Emma Woelk, Modern Languages, Arts and Humanities and Director, Honors Program, “Thesis Bootcamp: Online Tools for New Researchers”

In this project I will partner with instructional designers and librarians to create a reusable online research methods mini course that can both help evaluate research readiness and provide some of the research method instruction generally provided in the Thesis Prep course, The project will offer lessons about creating, sharing, and maintaining open educational resources (OER).

Steven  Fletcher, Teaching, Learning, and Culture, Behavioral and Social Sciences, “Building Confidence and Connection: A Transformative Experience for College Students through Wetland Exploration and Canoe Building”

The COVID-19 pandemic and global issues have taken a toll on the mental and emotional wellbeing of college students. This project provides a transformative experience for students to reconnect with the physical world and build personal and professional growth through construction of a team-built canoe. The pedagogical value of the project includes developing transferable leadership skills, fostering collaboration and teamwork, promoting cultural and historical awareness, and providing intrinsic rewards for personal satisfaction. The project also serves as a model for faculty to incorporate their own rich background knowledge into instruction to inspire meaningful and engaging content. Activities includes emphasis on safety training, tool use practice, and construction of plywood canoes followed by fieldwork and wetland study. In summary, this work models experiential and exploratory learning and will build self-confidence, collaboration, and leadership skills among college students.
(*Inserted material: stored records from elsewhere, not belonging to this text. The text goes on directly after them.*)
use axum::http::StatusCode;
use axum::response::{IntoResponse, Response};
use axum::Json;

use crate::auth::credentials::{AuthError, DUPLICATE_ACCOUNT};
use crate::auth::password::PasswordError;
use crate::auth::reset::ResetError;
use crate::auth::session::SessionError;
use crate::db::RepositoryError;

/// Message sent for every failure whose detail must stay server side.
pub const INTERNAL_MESSAGE: &str = "Something went wrong";

#[derive(Debug, thiserror::Error)]
pub enum AppError {
    #[error("{0}")]
    Conflict(String),

    #[error("{0}")]
    BadRequest(String),

    #[error("Invalid username/password, Try again!")]
    InvalidCredentials,

    #[error("Unauthorized")]
    Unauthorized,

    #[error("{0}")]
    NotFound(String),

    #[error("Repository error: {0}")]
    Repository(#[from] RepositoryError),

    #[error("Password error: {0}")]
    Password(#[from] PasswordError),

    #[error("Session error: {0}")]
    Session(#[from] SessionError),

    #[error("Internal error: {0}")]
    Internal(String),
}

impl From<AuthError> for AppError {
    fn from(err: AuthError) -> Self {
        match err {
            AuthError::InvalidCredentials => AppError::InvalidCredentials,
            AuthError::DuplicateAccount => AppError::Conflict(DUPLICATE_ACCOUNT.to_string()),
            AuthError::Repository(e) => AppError::Repository(e),
            AuthError::Password(e) => AppError::Password(e),
        }
    }
}

impl From<ResetError> for AppError {
    fn from(err: ResetError) -> Self {
        match err {
            ResetError::NoAccount => AppError::BadRequest(ResetError::NoAccount.to_string()),
            ResetError::TokenInvalid => AppError::BadRequest(ResetError::TokenInvalid.to_string()),
            ResetError::Repository(e) => AppError::Repository(e),
            ResetError::Password(e) => AppError::Password(e),
        }
    }
}

impl IntoResponse for AppError {
    fn into_response(self) -> Response {
        let status = match &self {
            AppError::Conflict(_) | AppError::BadRequest(_) => StatusCode::BAD_REQUEST,
            AppError::InvalidCredentials | AppError::Unauthorized => StatusCode::UNAUTHORIZED,
            AppError::NotFound(_) => StatusCode::NOT_FOUND,
            AppError::Repository(_)
            | AppError::Password(_)
            | AppError::Session(_)
            | AppError::Internal(_) => {
                tracing::error!("{}", self);
                StatusCode::INTERNAL_SERVER_ERROR
            }
        };

        let message = if status == StatusCode::INTERNAL_SERVER_ERROR {
            INTERNAL_MESSAGE.to_string()
        } else {
            self.to_string()
        };

        (status, Json(serde_json::json!({ "error": message }))).into_response()
    }
}

pub type AppResult<T> = Result<T, AppError>;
Dustin Joubert, Kinesiology, Natural Sciences, “Teaching Tech in Exercise Science: The Electrocardiogram (ECG)”

The electrocardiogram (ECG) is a front-line screening tool to assess heart health and abnormal heart conditions. Its utility extends beyond resting assessments of heart function, but is also useful in monitoring the hearts response to the stress of exercise. For this reason, the ECG is a valuable tool for exercise scientists/physiologists in the field of Kinesiology. Training students in ECG preparation and interpretation not only further enhances physiological knowledge of the heart, but more importantly provides them with technical skills useful in the workforce for jobs in cardiac rehab, exercise stress testing, and clinical exercise physiology.